Ivan Bubenchyk parle ukrainien, la traduction a été réalisée par Bird In Flight.

Je veux ouvrir une école de pêche pour les enfants. C’est ce que je faisais avant Maïdan. Quand à Lviv les étudiants manifestaient contre Ianoukovytch, je suis venu pour les soutenir. Tout le monde disait que nous devions aller à Kiev, donc j’y suis allé. C’est difficile de se souvenir des dates, mais c’était le premier jour. J’ai été à la Place Maïdan dès le premier jour.

Au début, nous nous tenions près du Monument de l’Indépendance et on gardait les étudiants. Plus tard, des “centaines” se sont formées, et j’ai joint la Neuvième centaine. J’habitais dans la rue Honchara, dans le bâtiment du Mouvement Populaire d’Ukraine (Roukh) (parti politique nationaliste de centre droit, fondé en 1989 comme mouvement politique citoyen – Ed.), et chaque nuit à 23h30 nous venions pour garder le métro sous Maïdan. Nous contrôlions toutes les sorties car les officiers des services spéciaux pouvaient en sortir à tout moment pour tenter un quelconque sabotage ou simplement pour nous disperser.

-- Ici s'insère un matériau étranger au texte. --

//! Key-based marker reconciliation.
//!
//! The reconciler owns every marker handle drawn on the renderer. Each
//! viewport change produces a new spec list; [`reconcile`] diffs it against
//! the drawn set by key in `O(|previous| + |next|)`:
//!
//! - keys in both sets are updated in place (position/visual only), which
//!   keeps the renderer's handle and any click handlers attached to it
//! - keys only in the previous set are removed
//! - keys only in the new set are created
//!
//! [`MarkerReconciler::apply`] executes removals before creations, so a
//! marker leaving a screen position is always detached before a new one is
//! attached there.

use log::{debug, warn};
use std::collections::{HashMap, HashSet};

use crate::index::{ClusterNode, CLUSTER_KEY_PREFIX};
use crate::projector::{MarkerVisual, RenderSpec};
use crate::renderer::Renderer;
use crate::GeoPoint;

/// Prefix shared by every pinned-marker key.
pub const PINNED_KEY_PREFIX: &str = "@";
/// Reserved key for the live-position marker.
pub const USER_POSITION_KEY: &str = "@user-position";
/// Reserved key for the shared-location marker.
pub const SHARED_LOCATION_KEY: &str = "@shared-location";

/// Whether `key` belongs to the synthetic marker namespace (cluster badges
/// and pinned markers). Location ids must stay outside it, since a leaf's
/// marker key is its location id.
pub fn is_reserved_key(key: &str) -> bool {
    key.is_empty() || key.starts_with(CLUSTER_KEY_PREFIX) || key.starts_with(PINNED_KEY_PREFIX)
}

#[derive(Debug, Clone, Copy, PartialEq, Eq, Hash)]
pub enum MarkerKind {
    Location,
    Cluster,
    UserPosition,
    SharedLocation,
}

impl MarkerKind {
    pub fn of(node: &ClusterNode) -> Self {
        if node.is_cluster() {
            MarkerKind::Cluster
        } else {
            MarkerKind::Location
        }
    }
}

/// A marker currently drawn on the renderer.
#[derive(Debug, Clone, PartialEq)]
pub struct RenderedMarker {
    pub key: String,
    pub position: GeoPoint,
    pub kind: MarkerKind,
    pub visual: MarkerVisual,
}

impl RenderedMarker {
    fn from_spec(key: String, spec: &RenderSpec) -> Self {
        Self {
            key,
            position: spec.node.position(),
            kind: MarkerKind::of(&spec.node),
            visual: spec.visual.clone(),
        }
    }
}

/// Instructions that turn the previous marker set into the next one.
///
/// No key appears in more than one list.
#[derive(Debug, Clone, Default, PartialEq)]
pub struct ReconcilePlan {
    pub to_create: Vec<RenderedMarker>,
    pub to_update: Vec<RenderedMarker>,
    pub to_remove: Vec<String>,
}

impl ReconcilePlan {
    pub fn is_empty(&self) -> bool {
        self.to_create.is_empty() && self.to_update.is_empty() && self.to_remove.is_empty()
    }
}

/// Diff the drawn markers against the next spec list.
///
/// Duplicate keys in `next` keep their first occurrence. Removals are sorted
/// by key so the plan is deterministic.
pub fn reconcile(previous: &HashMap<String, RenderedMarker>, next: &[RenderSpec]) -> ReconcilePlan {
    let mut plan = ReconcilePlan::default();
    let mut seen: HashSet<String> = HashSet::with_capacity(next.len());

    for spec in next {
        let key = spec.key();
        if !seen.insert(key.clone()) {
            warn!("[MarkerReconciler] Duplicate marker key {} in next set, keeping first", key);
            continue;
        }

        let marker = RenderedMarker::from_spec(key, spec);
        if previous.contains_key(&marker.key) {
            plan.to_update.push(marker);
        } else {
            plan.to_create.push(marker);
        }
    }

    plan.to_remove = previous
        .keys()
        .filter(|key| !seen.contains(*key))
        .cloned()
        .collect();
    plan.to_remove.sort_unstable();

    plan
}

/// Owner of every renderer-side marker handle.
#[derive(Debug, Default)]
pub struct MarkerReconciler {
    markers: HashMap<String, RenderedMarker>,
    /// Markers outside the cluster set (live position, shared location)
    pinned: HashMap<String, RenderedMarker>,
}

impl MarkerReconciler {
    pub fn new() -> Self {
        Self::default()
    }

    /// Cluster and location markers currently drawn.
    pub fn markers(&self) -> &HashMap<String, RenderedMarker> {
        &self.markers
    }

    pub fn pinned(&self) -> &HashMap<String, RenderedMarker> {
        &self.pinned
    }

    pub fn get(&self, key: &str) -> Option<&RenderedMarker> {
        self.markers.get(key).or_else(|| self.pinned.get(key))
    }

    /// Total markers drawn, pinned included.
    pub fn len(&self) -> usize {
        self.markers.len() + self.pinned.len()
    }

    pub fn is_empty(&self) -> bool {
        self.markers.is_empty() && self.pinned.is_empty()
    }

    /// Reconcile the drawn cluster markers against `next` and push the
    /// changes to the renderer. Pinned markers are left alone.
    pub fn apply<R: Renderer>(&mut self, next: &[RenderSpec], renderer: &mut R) -> ReconcilePlan {
        let plan = reconcile(&self.markers, next);

        for key in &plan.to_remove {
            renderer.remove_marker(key);
            self.markers.remove(key);
        }

        let mut unchanged = 0;
        for marker in &plan.to_update {
            let changed = self
                .markers
                .get(&marker.key)
                .map_or(true, |old| old.position != marker.position || old.visual != marker.visual);
            if changed {
                renderer.set_marker(&marker.key, marker.position, &marker.visual);
                self.markers.insert(marker.key.clone(), marker.clone());
            } else {
                unchanged += 1;
            }
        }

        for marker in &plan.to_create {
            renderer.set_marker(&marker.key, marker.position, &marker.visual);
            self.markers.insert(marker.key.clone(), marker.clone());
        }

        debug!(
            "[MarkerReconciler] +{} ~{} (={}) -{} -> {} drawn",
            plan.to_create.len(),
            plan.to_update.len() - unchanged,
            unchanged,
            plan.to_remove.len(),
            self.markers.len()
        );

        plan
    }

    /// Draw or move a marker that is not part of the cluster set.
    pub fn pin<R: Renderer>(
        &mut self,
        key: &str,
        kind: MarkerKind,
        position: GeoPoint,
        visual: MarkerVisual,
        renderer: &mut R,
    ) {
        if let Some(existing) = self.pinned.get(key) {
            if existing.position == position && existing.visual == visual {
                return;
            }
        }
        renderer.set_marker(key, position, &visual);
        self.pinned.insert(
            key.to_string(),
            RenderedMarker { key: key.to_string(), position, kind, visual },
        );
    }

    /// Remove a pinned marker. Returns whether one was drawn.
    pub fn unpin<R: Renderer>(&mut self, key: &str, renderer: &mut R) -> bool {
        if self.pinned.remove(key).is_some() {
            renderer.remove_marker(key);
            true
        } else {
            false
        }
    }

    /// Remove every marker this reconciler drew.
    pub fn clear<R: Renderer>(&mut self, renderer: &mut R) {
        let mut keys: Vec<String> = self.markers.keys().chain(self.pinned.keys()).cloned().collect();
        keys.sort_unstable();
        for key in &keys {
            renderer.remove_marker(key);
        }
        self.markers.clear();
        self.pinned.clear();
    }
}

#[cfg(test)]
mod tests {
    use super::*;
    use crate::projector::BadgeSize;
    use crate::routing::RouteGeometry;
    use crate::{BBox, Viewport};

    #[derive(Default)]
    struct LogRenderer {
        calls: Vec<String>,
        drawn: HashSet<String>,
    }

    impl Renderer for LogRenderer {
        fn viewport(&self) -> Viewport {
            Viewport::new(BBox::WORLD, 0.0, 1024)
        }
        fn set_marker(&mut self, key: &str, _position: GeoPoint, _visual: &MarkerVisual) {
            self.calls.push(format!("set {}", key));
            self.drawn.insert(key.to_string());
        }
        fn remove_marker(&mut self, key: &str) {
            self.calls.push(format!("remove {}", key));
            assert!(self.drawn.remove(key), "removed marker {} that was never drawn", key);
        }
        fn fly_to(&mut self, _center: GeoPoint, _zoom: f64) {}
        fn fit_bounds(&mut self, _bounds: BBox, _padding: f64) {}
        fn set_route_overlay(&mut self, _geometry: Option<&RouteGeometry>) {}
    }

    fn leaf(id: &str, lat: f64) -> RenderSpec {
        RenderSpec {
            node: ClusterNode::Leaf { position: GeoPoint::new(lat, 0.0), location_id: id.to_string() },
            visual: MarkerVisual::SharedLocation,
        }
    }

    fn cluster(id: usize, count: u32) -> RenderSpec {
        RenderSpec {
            node: ClusterNode::Cluster {
                cluster_id: id,
                position: GeoPoint::new(1.0, 1.0),
                point_count: count,
                expansion_zoom: 4,
            },
            visual: MarkerVisual::Cluster { label: count.to_string(), size: BadgeSize::Small, color: "#000" },
        }
    }

    fn keys(markers: &[RenderedMarker]) -> Vec<&str> {
        let mut k: Vec<&str> = markers.iter().map(|m| m.key.as_str()).collect();
        k.sort_unstable();
        k
    }

    #[test]
    fn test_reconcile_splits_by_key() {
        let mut reconciler = MarkerReconciler::new();
        let mut renderer = LogRenderer::default();
        reconciler.apply(&[leaf("a", 0.0), leaf("b", 0.0), cluster(1, 3)], &mut renderer);

        let plan = reconcile(reconciler.markers(), &[leaf("b", 0.5), leaf("c", 0.0), cluster(2, 5)]);
        assert_eq!(keys(&plan.to_create), vec!["c", "cluster:2"]);
        assert_eq!(keys(&plan.to_update), vec!["b"]);
        assert_eq!(plan.to_remove, vec!["a".to_string(), "cluster:1".to_string()]);
    }

    #[test]
    fn test_conservation_and_disjointness() {
        let previous_specs = vec![leaf("a", 0.0), leaf("b", 0.0), leaf("c", 0.0), cluster(7, 2)];
        let cases = vec![
            vec![],
            vec![leaf("a", 0.0)],
            vec![leaf("d", 0.0), leaf("e", 0.0), cluster(7, 2), cluster(8, 9)],
            previous_specs.clone(),
        ];

        for next in cases {
            let mut reconciler = MarkerReconciler::new();
            let mut renderer = LogRenderer::default();
            reconciler.apply(&previous_specs, &mut renderer);

            let plan = reconcile(reconciler.markers(), &next);
            assert_eq!(
                plan.to_create.len() as i64 - plan.to_remove.len() as i64,
                next.len() as i64 - previous_specs.len() as i64
            );

            let mut all: Vec<String> = plan.to_create.iter().map(|m| m.key.clone()).collect();
            all.extend(plan.to_update.iter().map(|m| m.key.clone()));
            all.extend(plan.to_remove.iter().cloned());
            let unique: HashSet<&String> = all.iter().collect();
            assert_eq!(unique.len(), all.len(), "a key appeared in two lists");
        }
    }

    #[test]
    fn test_apply_removes_before_creating() {
        let mut reconciler = MarkerReconciler::new();
        let mut renderer = LogRenderer::default();
        reconciler.apply(&[cluster(1, 4)], &mut renderer);
        renderer.calls.clear();

        reconciler.apply(&[leaf("a", 1.0), leaf("b", 1.0)], &mut renderer);
        assert_eq!(renderer.calls, vec!["remove cluster:1", "set a", "set b"]);
        assert_eq!(renderer.drawn.len(), 2);
    }

    #[test]
    fn test_apply_updates_in_place_and_skips_unchanged() {
        let mut reconciler = MarkerReconciler::new();
        let mut renderer = LogRenderer::default();
        reconciler.apply(&[leaf("a", 0.0), leaf("b", 0.0)], &mut renderer);
        renderer.calls.clear();

        let plan = reconciler.apply(&[leaf("a", 0.0), leaf("b", 2.0)], &mut renderer);
        assert_eq!(plan.to_update.len(), 2);
        assert_eq!(renderer.calls, vec!["set b"]);
        assert_eq!(reconciler.markers()["b"].position.lat, 2.0);
    }

    #[test]
    fn test_duplicate_keys_keep_first() {
        let plan = reconcile(&HashMap::new(), &[leaf("a", 0.0), leaf("a", 5.0)]);
        assert_eq!(plan.to_create.len(), 1);
        assert_eq!(plan.to_create[0].position.lat, 0.0);
    }

    #[test]
    fn test_pinned_markers_survive_reconcile() {
        let mut reconciler = MarkerReconciler::new();
        let mut renderer = LogRenderer::default();
        reconciler.pin(
            USER_POSITION_KEY,
            MarkerKind::UserPosition,
            GeoPoint::new(1.0, 1.0),
            MarkerVisual::UserPosition,
            &mut renderer,
        );
        reconciler.apply(&[leaf("a", 0.0)], &mut renderer);
        reconciler.apply(&[], &mut renderer);

        assert!(reconciler.get(USER_POSITION_KEY).is_some());
        assert_eq!(reconciler.len(), 1);

        // Same position again is not redrawn
        renderer.calls.clear();
        reconciler.pin(
            USER_POSITION_KEY,
            MarkerKind::UserPosition,
            GeoPoint::new(1.0, 1.0),
            MarkerVisual::UserPosition,
            &mut renderer,
        );
        assert!(renderer.calls.is_empty());

        assert!(reconciler.unpin(USER_POSITION_KEY, &mut renderer));
        assert!(!reconciler.unpin(USER_POSITION_KEY, &mut renderer));
        assert!(reconciler.is_empty());
    }

    #[test]
    fn test_clear_detaches_everything() {
        let mut reconciler = MarkerReconciler::new();
        let mut renderer = LogRenderer::default();
        reconciler.apply(&[leaf("a", 0.0), cluster(2, 3)], &mut renderer);
        reconciler.pin(
            SHARED_LOCATION_KEY,
            MarkerKind::SharedLocation,
            GeoPoint::new(0.0, 0.0),
            MarkerVisual::SharedLocation,
            &mut renderer,
        );
        reconciler.clear(&mut renderer);
        assert!(renderer.drawn.is_empty());
        assert!(reconciler.is_empty());
    }
}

Je me souviens qu’il y avait des troupes nationales dans la rue Hrushevskoho, ils ne nous laissaient pas remonter [vers le quartier des bâtiments gouvernementaux]. Nous sommes venus avec une lettre qui disait que nous étions citoyens de l’Ukraine et que nous pouvions nous déplacer librement à l’intérieur du territoire de notre pays. Nous avons dit que si nous ne pouvions pas exercer ce droit d’ici au lendemain, nous attaquerions. Et c’est ce qui s’est passé. Le jour suivant il y eut des pierres et des cocktails Molotov.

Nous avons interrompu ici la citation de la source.